Она все ночи напролет просиживала около него, томимая страхом: ей то и дело казалось, что он умирает, и она обнимала его, прижимала к себе, согревая своим теплом его холодеющее тело. Она теряла голову от отчаяния, а когда наступало, наконец, утро, падала ниц перед образами, и голосом, идущим из глубины обливавшегося кровью сердца, полным горькой жалобы, скорби, мольбы, просила пресвятую деву смилостивиться над нею.
В одну из таких ночей, когда дождь неустанно стучал в окна и зеленоватая мгла заливала горницу, рождая безнадежную грусть и чувство заброшенности, Ясек вдруг приподнялся, громко закричал:
— Ксендза! Ксендза! — и снова бессильно упал на подушки.
Винцеркова, едва дождавшись утра, оставила при больном Тэклю, взяла с насеста курицу и, спрятав ее под платок, побежала в плебанию.
VI
Костел был единственное, что осталось от монастыря. Большой, величественный, внутри весь расписанный фресками, он в этот час был странно пуст и безмолвен. Пахло плесенью. Перед боковым алтарем ксендз служил тихую обедню, а костельный причетник прислуживал ему.
Большие двери были раскрыты настежь, в них заглядывало солнце, а по временам с громким чириканьем влетали воробьи и прыгали по карнизам и алтарям.
Винцеркова стала на колени перед алтарем и горячо молилась.
Было тихо. Порой звенел колокольчик, раздавались возгласы причетника или гремел мощный бас ксендза, и снова наступала тишина, только едва слышно шелестели слова молитв и страницы требника, да глухой далекий шум деревни долетал сюда и дрожал под сводами.

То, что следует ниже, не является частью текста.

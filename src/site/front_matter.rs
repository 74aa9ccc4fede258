//! Hugo front matter.
//!
//! Only double quotes are escaped. Newlines in a title or tag pass through
//! unchanged and can break the YAML block.

use std::fmt::Write;

use chrono::{DateTime, FixedOffset, SecondsFormat};

/// Metadata header for one entry.
#[derive(Debug, Clone)]
pub struct FrontMatter<'a> {
    pub title: &'a str,
    pub date: DateTime<FixedOffset>,
    pub draft: bool,
    pub tags: &'a [String],
    pub categories: &'a [String],
}

impl FrontMatter<'_> {
    /// Render the `---` delimited block, followed by a blank line.
    pub fn render(&self) -> String {
        let mut out = String::from("---\n");

        // Writing into a String cannot fail.
        let _ = writeln!(out, "title: \"{}\"", escape_quotes(self.title));
        let _ = writeln!(
            out,
            "date: {}",
            self.date.to_rfc3339_opts(SecondsFormat::Secs, false)
        );
        let _ = writeln!(out, "draft: {}", self.draft);

        if !self.tags.is_empty() {
            let _ = writeln!(out, "tags: {}", quoted_list(self.tags));
        }
        if !self.categories.is_empty() {
            let _ = writeln!(out, "categories: {}", quoted_list(self.categories));
        }

        out.push_str("---\n\n");
        out
    }
}

/// Replace every `"` with `\"`.
pub fn escape_quotes(s: &str) -> String {
    s.replace('"', "\\\"")
}

fn quoted_list(items: &[String]) -> String {
    let quoted: Vec<String> = items
        .iter()
        .map(|item| format!("\"{}\"", escape_quotes(item)))
        .collect();
    format!("[{}]", quoted.join(", "))
}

К концу обедни уже только тяжелые вздохи Винцерковой все чаще врывались в глубокую тишину и уныло гудело эхо по всему костелу. Женщина все молилась, вкладывая в эту молитву всю свою веру, силы, надежды, всю душу. Обливала слезами холодные плиты пола, подползала к подножию креста, просила о пощаде и милосердии.
Когда в последний раз прозвенел колокольчик перед Agnus Dei,[13] курица Винцерковой, до тех пор спокойно лежавшая около нее на полу, вдруг сильно встрепенулась и, несмотря на то, что ноги у нее были связаны, заметалась по полу, пытаясь убежать.
Винцеркова тотчас поймала ее и, дождавшись конца обедни, вошла в ризницу.
— Подождите! — резко сказал ей ксендз.
Она остановилась у двери, смиренно глядя на него, а он медленно снимал облачение.
— Идите за мной!
Пустыми, полуразрушенными коридорами он вел ее в свою комнату. Глухой стук шагов по старому позеленевшему полу эхом бежал за ними, и тучи голубей испуганно улетали в окна с выбитыми стеклами, в которые со двора заглядывали зеленые ветви пихт.
Ксендз подсвистывал голубям, а Винцеркова с набожным умилением поглядывала на почти стертые лики святых на стенах, на остатки росписи под сводами и обдумывала, как ей говорить с ксендзом.